‘Van Gogh in America’ opens Sunday at the Detroit Institute of Arts | Art Stories and Interviews | Detroit
A century ago, the Detroit Institute of Arts had a head start when it became the first American museum to purchase a painting by Vincent Van Gogh. It was his 1887 “Self-Portrait,” a 13.75-inch by 10.5-inch oil painting made several years before the painter died by suicide.
The museum paid $4,200 for the painting at auction, or about $75,000 in today’s dollars. It was a good investment – when the cash-strapped town considered selling it in 2014, Christie’s now valued it at $80-150 million.
Fortunately, the city did not resort to the sale. And that fateful purchase a century ago helped set the stage for Van Gogh in Americaa retrospective of the iconic artist’s career which opens to the public on Sunday.
“Not everyone can go to Paris. Not everyone can go to Amsterdam,” DIA Director Salvador Salort-Pons said during the keynote speech at a media event on Thursday, adding: “We have a phenomenal assemblage of Van Gogh paintings. . And also, we have ‘Starry Night’ from Paris.
“Starry Night,” on loan from the Musée d’Orsay in Paris, was an 11-hour addition to the current years exhibit, which was postponed from 2020 due to the pandemic. It was also eclipsed last year by two dueling ‘immersive’ digital exhibitions drawing on the work of Van Gogh. The DIA exhibition, however, is the largest Van Gogh exhibition in years and includes more than 70 works on loan from around 60 museums and collections around the world.

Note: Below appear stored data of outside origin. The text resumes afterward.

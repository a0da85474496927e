//! Persisted user settings.

use serde::{Deserialize, Deserializer, Serialize};
use std::fmt;
use tracing::warn;

/// How the engine should trade speed for quality.
#[derive(Debug, Clone, Copy, PartialEq, Eq, Default, Serialize, Deserialize)]
#[serde(rename_all = "lowercase", from = "String")]
pub enum ConversionMode {
    /// CPU encoding with a balanced CRF.
    #[default]
    Normal,
    /// CPU encoding with a high-quality CRF.
    Lossless,
    /// Hardware encoder when one is available, CPU otherwise.
    Hwaccel,
}

impl ConversionMode {
    pub fn as_str(&self) -> &'static str {
        match self {
            Self::Normal => "normal",
            Self::Lossless => "lossless",
            Self::Hwaccel => "hwaccel",
        }
    }
}

// Unrecognized modes fall back to normal encoding.
impl From<String> for ConversionMode {
    fn from(value: String) -> Self {
        match value.trim().to_lowercase().as_str() {
            "lossless" => Self::Lossless,
            "hwaccel" => Self::Hwaccel,
            _ => Self::Normal,
        }
    }
}

impl fmt::Display for ConversionMode {
    fn fmt(&self, f: &mut fmt::Formatter<'_>) -> fmt::Result {
        f.write_str(self.as_str())
    }
}

/// User preferences, loaded once at startup and saved on every change.
#[derive(Debug, Clone, PartialEq, Eq, Serialize, Deserialize)]
pub struct Settings {
    #[serde(default)]
    pub conversion_mode: ConversionMode,

    /// Maximum simultaneous conversions. Always at least 1.
    #[serde(
        default = "default_max_concurrency",
        deserialize_with = "deserialize_concurrency"
    )]
    pub max_concurrency: usize,

    /// Video encoder used by profiles that do not force one.
    #[serde(default = "default_encoder")]
    pub default_encoder: String,

    #[serde(default = "default_open_when_finished")]
    pub open_when_finished: bool,
}

fn default_max_concurrency() -> usize {
    2
}

fn default_encoder() -> String {
    "libx264".to_string()
}

fn default_open_when_finished() -> bool {
    true
}

impl Default for Settings {
    fn default() -> Self {
        Self {
            conversion_mode: ConversionMode::default(),
            max_concurrency: default_max_concurrency(),
            default_encoder: default_encoder(),
            open_when_finished: default_open_when_finished(),
        }
    }
}

impl Settings {
    pub fn with_max_concurrency(mut self, limit: usize) -> Self {
        self.max_concurrency = limit;
        self
    }

    pub fn with_conversion_mode(mut self, mode: ConversionMode) -> Self {
        self.conversion_mode = mode;
        self
    }

    pub fn with_open_when_finished(mut self, open: bool) -> Self {
        self.open_when_finished = open;
        self
    }

    /// Enforces the invariants the deserializer enforces for values built in code.
    pub fn normalized(mut self) -> Self {
        if self.max_concurrency == 0 {
            warn!("max_concurrency 0 is invalid, clamping to 1");
            self.max_concurrency = 1;
        }
        if self.default_encoder.trim().is_empty() {
            self.default_encoder = default_encoder();
        }
        self
    }
}

fn deserialize_concurrency<'de, D>(deserializer: D) -> Result<usize, D::Error>
where
    D: Deserializer<'de>,
{
    let raw = i64::deserialize(deserializer)?;
    if raw < 1 {
        warn!("max_concurrency {} is invalid, clamping to 1", raw);
        return Ok(1);
    }
    Ok(usize::try_from(raw).unwrap_or(usize::MAX))
}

At first, the art world didn’t seem to know what to think of Van Gogh. He is said to have sold very few paintings in his lifetime, but was eventually adopted after his death, after museums like the DIA helped boost his profile. And there was something about his paintings that seemed to really resonate with Americans, especially the heartland. The next American museums to buy Van Gogh were also in the Midwest, including the Nelson-Atkins Museum of Art in Kansas City, Missouri, the Saint Louis Art Museum, and the Toledo Museum of Art.
“Van Gogh in America tells how Americans shaped in their hearts and minds the image of Van Gogh,” Salort-Pons said.
If you go – and you should – take your time. No photography or digital reproduction can do justice to Van Gogh’s radiant brushstrokes, so it’s best to experience them in person.
Van Gogh in America runs Oct. 2, 2022 through Jan. born Feb. 22, 2023 at the Detroit Institute of Arts; 5200 Woodward Avenue, Detroit; 313-833-7900; dia.org. Tickets cost between $7 and $29 and are free for DIA members.